Tuesday 12 July 2016

A Blast from the past


Greetings

You’ve probably gathered from my last post that I am supposed to be writing a book with the rather grand title "Rhythms Of My Life".

However, I have been stuck in stasis, that place of motionlessness for such a long time, I am beginning to wonder if I will ever finish this book!

I have done 50,000 words and the creative pool from which all my words come, seem to have run out and I cannot find another pool to dive into.

I know the ideas will return, maybe I am being punished for being arrogant and living on the assumption that all I had to do was take and the pool would automatically fill up again, with even better and bigger words than before.

If that assumption is true, then a full pool is a long time coming. However, I wait, I mind-map, I walk, do all the mental exercises that forces the brain to think differently, but nothing changes.

I will continue to go fishing in the pool, and in the meantime, here is part of a true story from the pool when it was full to the brim.

It is a section from my current book "Walking In The Shadows Of Death" available on Amazon, see link below.


 "It was 5am on Friday, 22nd December 2000, when I woke up with a bit of a start. I felt, from the time my eyes opened and my head cleared, that my old adversary was in the room. Since my stay in the hospital, I always seem to wake up at the same time in the morning. This time, however, it was different. I knew something was seriously wrong. I felt nauseous, faint and out of breath. I automatically checked my wrist and could not believe what was happening. The VT had returned. My heartbeat was up at 140 beats per minute as opposed to the 55 beats per minute it usually ran at.

I went to the toilet and sat down and as I was about to get up, a hand from the netherworld pushed itself up my rectum, grabbed my heart and started pulling it right out of my body. At least that is what I felt was happening. What was really happening was that the ICD had fired its first shock to bring my heart back into its normal rhythm.
 The pain was intense. It was not of this world. It was not just painful. It was without any redeeming features in its remorselessness. It just was what it says it was. Absolute pain.

I screamed and in my own head it sounded like the voice of death. I felt that I was dying again, only this time I knew all about it. My first scream woke Sue up. She looked at me, sleep still in her eyes and she must have seen in my eyes what I was feeling because she quickly changed and, even as she was changing, the second electric shock sank into my heart and literally lifted me up from the bedside table, where I was frantically taking my socks and underpants out to prepare for the ambulance I knew would have to take me back to the hospital, and threw me into the middle of the bed. I weighed fourteen stone and I was lifted like a grain of salt and thrown.

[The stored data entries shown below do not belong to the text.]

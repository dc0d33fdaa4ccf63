use std::ops::Range;

use log::trace;
use textflow_config::IndentConfig;

use super::buffer::RichTextBuffer;
use super::commands::{
    BULLET_PREFIX, Cmd, LineRange, StyleChange, bullet_prefix_len, indent_removal,
    number_prefix_len, selected_lines, starts_with_bullet,
};
use super::error::BufferError;
use super::patch::Patch;
use super::style::RichTextStyle;
use crate::document::format::TextAlignment;

/// A buffer plus the selection and pending insertion style that commands act on.
#[derive(Debug, Clone)]
pub struct Editor {
    buffer: RichTextBuffer,
    anchor: usize,
    caret: usize,
    pending_style: RichTextStyle,
    version: u64,
    indent: IndentConfig,
}

impl Default for Editor {
    fn default() -> Self {
        Self::new(IndentConfig::default())
    }
}

impl Editor {
    pub fn new(indent: IndentConfig) -> Self {
        Self::from_buffer(RichTextBuffer::new(), indent)
    }

    pub fn from_buffer(buffer: RichTextBuffer, indent: IndentConfig) -> Self {
        let mut editor = Self {
            buffer,
            anchor: 0,
            caret: 0,
            pending_style: RichTextStyle::default(),
            version: 0,
            indent,
        };
        editor.refresh_pending_style();
        editor
    }

    pub fn buffer(&self) -> &RichTextBuffer {
        &self.buffer
    }

    pub fn text(&self) -> &str {
        self.buffer.text()
    }

    /// Ordered selection range; empty when only a caret is shown.
    pub fn selection(&self) -> Range<usize> {
        self.anchor.min(self.caret)..self.anchor.max(self.caret)
    }

    pub fn caret(&self) -> usize {
        self.caret
    }

    /// Style the next inserted text will carry.
    pub fn pending_style(&self) -> &RichTextStyle {
        &self.pending_style
    }

    pub fn version(&self) -> u64 {
        self.version
    }

    pub fn indent(&self) -> &IndentConfig {
        &self.indent
    }

    /// Replaces the whole text and puts the caret at the start.
    pub fn set_text(&mut self, text: &str) {
        self.buffer.set_text(text, RichTextStyle::default());
        self.collapse_to(0);
        self.refresh_pending_style();
        self.version += 1;
    }

    /// Restores a buffer saved earlier with `buffer().clone()`.
    pub fn restore(&mut self, saved: &RichTextBuffer) {
        self.buffer.restore_from(saved);
        let len = self.buffer.len();
        self.anchor = self.anchor.min(len);
        self.caret = self.caret.min(len);
        self.refresh_pending_style();
        self.version += 1;
    }

    pub fn apply(&mut self, cmd: Cmd) -> Result<Patch, BufferError> {
        trace!("applying {cmd:?} at selection {:?}", self.selection());
        let mut changed = Vec::new();

        match cmd {
            Cmd::InsertText { text } => {
                let at = self.delete_selection(&mut changed)?;
                let before = self.buffer.len();
                self.buffer
                    .insert_text(at, &text, self.pending_style.clone())?;
                let end = at + (self.buffer.len() - before);
                if end > at {
                    changed.push(at..end);
                }
                self.collapse_to(end);
            }
            Cmd::DeleteBackward => {
                if self.selection().is_empty() {
                    if self.caret > 0 {
                        let at = self.caret - 1;
                        self.buffer.delete_range(at, 1)?;
                        changed.push(at..at);
                        self.collapse_to(at);
                    }
                } else {
                    self.delete_selection(&mut changed)?;
                }
                self.refresh_pending_style();
            }
            Cmd::DeleteForward => {
                if self.selection().is_empty() {
                    if self.caret < self.buffer.len() {
                        self.buffer.delete_range(self.caret, 1)?;
                        changed.push(self.caret..self.caret);
                    }
                } else {
                    self.delete_selection(&mut changed)?;
                }
                self.refresh_pending_style();
            }
            Cmd::DeleteSelection => {
                self.delete_selection(&mut changed)?;
                self.refresh_pending_style();
            }
            Cmd::SetSelection { anchor, caret } => {
                let len = self.buffer.len();
                self.anchor = anchor.min(len);
                self.caret = caret.min(len);
                self.refresh_pending_style();
            }
            Cmd::Style(change) => self.apply_style(&change, &mut changed)?,
            Cmd::IncreaseIndent => self.increase_indent(&mut changed)?,
            Cmd::DecreaseIndent => self.decrease_indent(&mut changed)?,
            Cmd::ToggleBulletList => self.toggle_bullet_list(&mut changed)?,
            Cmd::ToggleNumberedList => self.toggle_numbered_list(&mut changed)?,
            Cmd::SetAlignment(alignment) => self.set_alignment(alignment, &mut changed),
            Cmd::InsertTable { rows, columns } => {
                let at = self.delete_selection(&mut changed)?;
                let inserted = self.buffer.insert_table(at, rows.max(1), columns.max(1))?;
                changed.push(at..at + inserted);
                self.collapse_to(at + inserted);
                self.refresh_pending_style();
            }
        }

        self.version += 1;
        Ok(Patch {
            changed,
            new_selection: self.selection(),
            version: self.version,
        })
    }

    pub fn selection_has_bullet_list(&self) -> bool {
        let chars = self.chars();
        selected_lines(&chars, &self.selection())
            .iter()
            .all(|line| starts_with_bullet(&chars, line))
    }

    pub fn selection_has_numbered_list(&self) -> bool {
        let chars = self.chars();
        selected_lines(&chars, &self.selection())
            .iter()
            .all(|line| number_prefix_len(&chars, line).is_some())
    }

    /// Deletes a non-empty selection and returns where the caret ends up.
    fn delete_selection(&mut self, changed: &mut Vec<Range<usize>>) -> Result<usize, BufferError> {
        let selection = self.selection();
        if !selection.is_empty() {
            self.buffer.delete_range(selection.start, selection.len())?;
            changed.push(selection.start..selection.start);
            self.collapse_to(selection.start);
        }
        Ok(self.caret)
    }

    fn apply_style(
        &mut self,
        change: &StyleChange,
        changed: &mut Vec<Range<usize>>,
    ) -> Result<(), BufferError> {
        if !change.is_valid() {
            return Ok(());
        }
        let selection = self.selection();
        if selection.is_empty() {
            self.pending_style = change.apply(&self.pending_style);
        } else {
            self.buffer
                .apply_style(selection.start, selection.len(), |style| change.apply(style))?;
            changed.push(selection);
        }
        Ok(())
    }

    fn increase_indent(&mut self, changed: &mut Vec<Range<usize>>) -> Result<(), BufferError> {
        let lines = self.selected_lines();
        let indent = " ".repeat(self.indent.spaces_per_tab);
        let step = indent.chars().count();

        for line in lines.iter().rev() {
            let style = self.style_for_insertion(line.start)?;
            self.buffer.insert_text(line.start, &indent, style)?;
        }
        for (index, line) in lines.iter().enumerate() {
            let start = line.start + index * step;
            changed.push(start..start + step);
        }
        self.select_lines(&lines, (lines.len() * step) as isize);
        Ok(())
    }

    fn decrease_indent(&mut self, changed: &mut Vec<Range<usize>>) -> Result<(), BufferError> {
        let lines = self.selected_lines();
        let chars = self.chars();
        let removals: Vec<usize> = lines
            .iter()
            .map(|line| indent_removal(&chars, line, self.indent.spaces_per_tab))
            .collect();

        for (line, removal) in lines.iter().zip(&removals).rev() {
            if *removal > 0 {
                self.buffer.delete_range(line.start, *removal)?;
            }
        }
        let mut removed = 0;
        for (line, removal) in lines.iter().zip(&removals) {
            if *removal > 0 {
                let start = line.start - removed;
                changed.push(start..start);
                removed += removal;
            }
        }
        self.select_lines(&lines, -(removed as isize));
        Ok(())
    }

    fn toggle_bullet_list(&mut self, changed: &mut Vec<Range<usize>>) -> Result<(), BufferError> {
        let lines = self.selected_lines();
        let chars = self.chars();
        let all_bulleted = lines.iter().all(|line| starts_with_bullet(&chars, line));
        let mut delta: isize = 0;

        for line in lines.iter().rev() {
            if all_bulleted {
                let removal = bullet_prefix_len(&chars, line);
                self.buffer.delete_range(line.start, removal)?;
                delta -= removal as isize;
            } else {
                let style = self.style_for_insertion(line.start)?;
                self.buffer.insert_text(line.start, BULLET_PREFIX, style)?;
                delta += BULLET_PREFIX.chars().count() as isize;
            }
        }
        self.record_prefix_edits(&lines, delta, changed);
        self.select_lines(&lines, delta);
        Ok(())
    }

    fn toggle_numbered_list(&mut self, changed: &mut Vec<Range<usize>>) -> Result<(), BufferError> {
        let lines = self.selected_lines();
        let chars = self.chars();
        let all_numbered = lines
            .iter()
            .all(|line| number_prefix_len(&chars, line).is_some());
        let mut delta: isize = 0;

        for (index, line) in lines.iter().enumerate().rev() {
            let existing = if starts_with_bullet(&chars, line) {
                bullet_prefix_len(&chars, line)
            } else {
                number_prefix_len(&chars, line).unwrap_or(0)
            };
            if existing > 0 {
                self.buffer.delete_range(line.start, existing)?;
                delta -= existing as isize;
            }
            if !all_numbered {
                let prefix = format!("{}. ", index + 1);
                let style = self.style_for_insertion(line.start)?;
                self.buffer.insert_text(line.start, &prefix, style)?;
                delta += prefix.chars().count() as isize;
            }
        }
        self.record_prefix_edits(&lines, delta, changed);
        self.select_lines(&lines, delta);
        Ok(())
    }

    fn set_alignment(&mut self, alignment: TextAlignment, changed: &mut Vec<Range<usize>>) {
        let lines = self.selected_lines();
        let paragraphs: Vec<(usize, usize)> =
            lines.iter().map(|line| (line.start, line.len)).collect();
        let updated = if alignment == TextAlignment::Left {
            self.buffer.clear_paragraph_alignment(&paragraphs)
        } else {
            self.buffer.set_paragraph_alignment(&paragraphs, alignment)
        };
        if updated {
            changed.extend(lines.iter().map(|line| line.start..line.end()));
        }
    }

    /// Records the span from the first selected line to the end of the last
    /// one after a prefix edit.
    fn record_prefix_edits(&self, lines: &[LineRange], delta: isize, changed: &mut Vec<Range<usize>>) {
        if let (Some(first), Some(last)) = (lines.first(), lines.last()) {
            let end = (last.end() as isize + delta).max(first.start as isize) as usize;
            changed.push(first.start..end);
        }
    }

    /// Selects from the first line's start to the last line's original end
    /// shifted by `delta`, with the caret at the end.
    fn select_lines(&mut self, lines: &[LineRange], delta: isize) {
        let (Some(first), Some(last)) = (lines.first(), lines.last()) else {
            return;
        };
        let end = (last.end() as isize + delta).max(first.start as isize) as usize;
        self.anchor = first.start;
        self.caret = end.min(self.buffer.len());
        self.refresh_pending_style();
    }

    fn selected_lines(&self) -> Vec<LineRange> {
        selected_lines(&self.chars(), &self.selection())
    }

    fn chars(&self) -> Vec<char> {
        self.buffer.text().chars().collect()
    }

    fn style_for_insertion(&self, offset: usize) -> Result<RichTextStyle, BufferError> {
        if self.buffer.is_empty() {
            return Ok(self.pending_style.clone());
        }
        self.buffer.style_at(offset.min(self.buffer.len() - 1))
    }

    fn collapse_to(&mut self, offset: usize) {
        self.anchor = offset;
        self.caret = offset;
    }

    /// The pending style follows the character before the caret.
    fn refresh_pending_style(&mut self) {
        let len = self.buffer.len();
        self.pending_style = if len == 0 {
            RichTextStyle::default()
        } else {
            let offset = self.caret.saturating_sub(1).min(len - 1);
            self.buffer.style_at(offset).unwrap_or_default()
        };
    }
}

I stayed in the middle of the bed, lying foetus-like and minimising my size and dying. And death laughed at me. It said I was a coward who could not take a little pain. It said did I really think I could escape him by going home? Did I not know that he knew where I lived? I lay there foetus-like, trying to get back into my mother’s womb, where there would be no pain, where I would be safe.

I lay there and screamed as the third shock came and I heard Sue knocking on our next-door neighbour Simon’s door, and Simon, who had already heard the scream and was coming down the stairs as she rang the bell, came over and helped.

I heard Sue’s frantic call to the ambulance and their controlled information gathering, which was more than Sue could bear, when the fourth shock slammed into my heart and I screamed again. I glanced at Simon, who was sitting on the stairs, with his head in his hand, looking totally helpless.

I screamed for the fifth, sixth, seventh and eighth shock and wondered whether any God would let anyone suffer so much pain. What, I wondered, was in it for him? I was now waiting for the shocks to come. I thought they would just keep coming until the battery in the ICD ran out or my heart stopped as it had done before. Only this time if it stopped, there was no cardiac crash team to leap to the rescue. There was only Sue, my by now poor hysterical partner, Simon, my next-door neighbour, and my two youngest children, lying fast asleep in their beds, downstairs.

By the ninth shock, I would have welcomed death. I would have gone over to him and said, “It is a fair cop, just take me and let me not have any more pain, and release Sue and Simon from their nightmare. This fight is between you and me, keep them out of it.” Only in that dark, stark moment of total and absolute despair, when I looked for him, actually sought him out, death was not there".